While Votel argued for staying in remarks at a U.S. Institute of Peace forum, Trump used a White House news conference to elaborate on his statement last week that U.S. troops would be withdrawn from Syria "very soon."
"As far as Syria is concerned, our primary mission in terms of that was getting rid of ISIS. We've almost completed that task, and we'll be making a decision very quickly, in coordination with others in the area, as to what we'll do," Trump said at a joint news conference with leaders of the three Baltic states.
"We have nothing, nothing except death and destruction" to show for U.S. military efforts in the Middle East, he said.

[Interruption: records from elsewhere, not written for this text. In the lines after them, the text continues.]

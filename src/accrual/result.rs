//! Accrual output structures

use chrono::NaiveDate;
use rust_decimal::Decimal;
use serde::Serialize;

/// Interest contribution of a single day
#[derive(Debug, Clone, PartialEq, Eq, Serialize)]
pub struct DailyAccrual {
    pub date: NaiveDate,

    /// End-of-day balance
    pub balance: Decimal,

    pub rule_id: String,
    pub rate_percent: Decimal,

    /// `balance * rate / 100` for one day, before annualization
    pub daily_interest: Decimal,
}

/// Interest accrued over a closed date window
#[derive(Debug, Clone, Serialize)]
pub struct AccrualResult {
    pub start: NaiveDate,
    pub end: NaiveDate,

    /// Sum of daily contributions divided by the day-count basis
    pub accrued_interest: Decimal,

    /// Ledger balance as of `end`, before interest
    pub closing_balance: Decimal,

    /// `closing_balance + accrued_interest`
    pub post_interest_balance: Decimal,

    /// Per-day detail (empty unless requested in the config)
    pub days: Vec<DailyAccrual>,
}

impl AccrualResult {
    /// Result for a window with no days in it
    pub fn empty(start: NaiveDate, end: NaiveDate, closing_balance: Decimal) -> Self {
        Self {
            start,
            end,
            accrued_interest: Decimal::ZERO,
            closing_balance,
            post_interest_balance: closing_balance,
            days: Vec::new(),
        }
    }

    /// Summary statistics over the daily detail
    pub fn summary(&self) -> AccrualSummary {
        let total_days = self.days.len() as u32;
        let rate_changes = self
            .days
            .windows(2)
            .filter(|pair| pair[0].rule_id != pair[1].rule_id)
            .count() as u32;
        let average_daily_balance = if total_days == 0 {
            Decimal::ZERO
        } else {
            self.days.iter().map(|d| d.balance).sum::<Decimal>() / Decimal::from(total_days)
        };

        AccrualSummary {
            total_days,
            rate_changes,
            average_daily_balance,
            accrued_interest: self.accrued_interest,
        }
    }
}

/// Summary statistics for an accrual window
#[derive(Debug, Clone, Serialize)]
pub struct AccrualSummary {
    pub total_days: u32,
    pub rate_changes: u32,
    pub average_daily_balance: Decimal,
    pub accrued_interest: Decimal,
}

"So it's time. It's time," Trump said. "We were very successful against ISIS. We'll be successful against anybody militarily. But sometimes it's time to come back home, and we're thinking about that very seriously.
"I want to get out," he said, echoing comments he made last week. "I want to bring our troops back home. I want to start rebuilding our nation."
Trump's stance could put him on a collision course with Defense Secretary Jim Mattis, who has lobbied for a continued U.S. military presence in Syria and Iraq.
The president was also at odds with Mattis and Joint Chiefs Chairman Gen. Joseph Dunford in the long deliberations over a new strategy for Afghanistan before Trump last August endorsed bolstering U.S. forces there.
He has since frequently acknowledged that his initial instinct was to order a withdrawal from Afghanistan.
At the U.S. Institute for Peace, Votel was joined by representatives of the State Department and the U.S. Agency for International Development in stressing that U.S. troops are still needed in Syria to help stabilize the region and prevent a resurgence of the Islamic State of Iraq and Syria.
"At this point in, we're probably six to eight months ahead of where we anticipated being" in the campaign against ISIS in Syria and Iraq, Votel said. "The military success we've had is quite extraordinary," but much remains to be done.
In Iraq, the U.S. military needs to aid the Iraqi Security Forces (ISF) in consolidating their gains and in training new units to police borders and prevent new outbursts of sectarian infighting, he said.
In Syria, the task ahead is more daunting, Votel said. The presence of Russian, Iranian and Turkish forces add to the challenges faced by the estimated 2,000 U.S. troops on the ground.
In addition, the drive by Turkish forces and their Free Syrian Army proxies in northeastern Syria against Kurdish enclaves has drawn off elements of the U.S.-backed Syrian Democratic Forces (SDF) to defend against Turkey's "Operation Olive Branch," he said.
"It's slowed down our operations against ISIS" in the southeastern desert areas near Syria's border with Iraq, Votel said.
The U.S. needs to address "the long-term issues of reconstruction, getting people back in their homes," which are often riddled with improvised explosive devices left behind by ISIS, he said.
Votel and Brett McGurk, the State Department's special envoy for Iraq and Syria, did not directly comment on Trump's withdrawal remarks, but Votel said, "Stabilizing these areas, consolidating those gains, getting people back in their homes -- there is a military role in all of this, certainly in the stabilization phase.
"I very much see us in that position right now," he said, but McGurk confirmed that Trump already had ordered a freeze of about $200 million in aid meant to fund recovery efforts in Syria.
McGurk said the aid cutoff is part of a broader effort by Trump to ensure taxpayer money is spent wisely. "As we undertake this review, it is not hindering our work in the field," he said.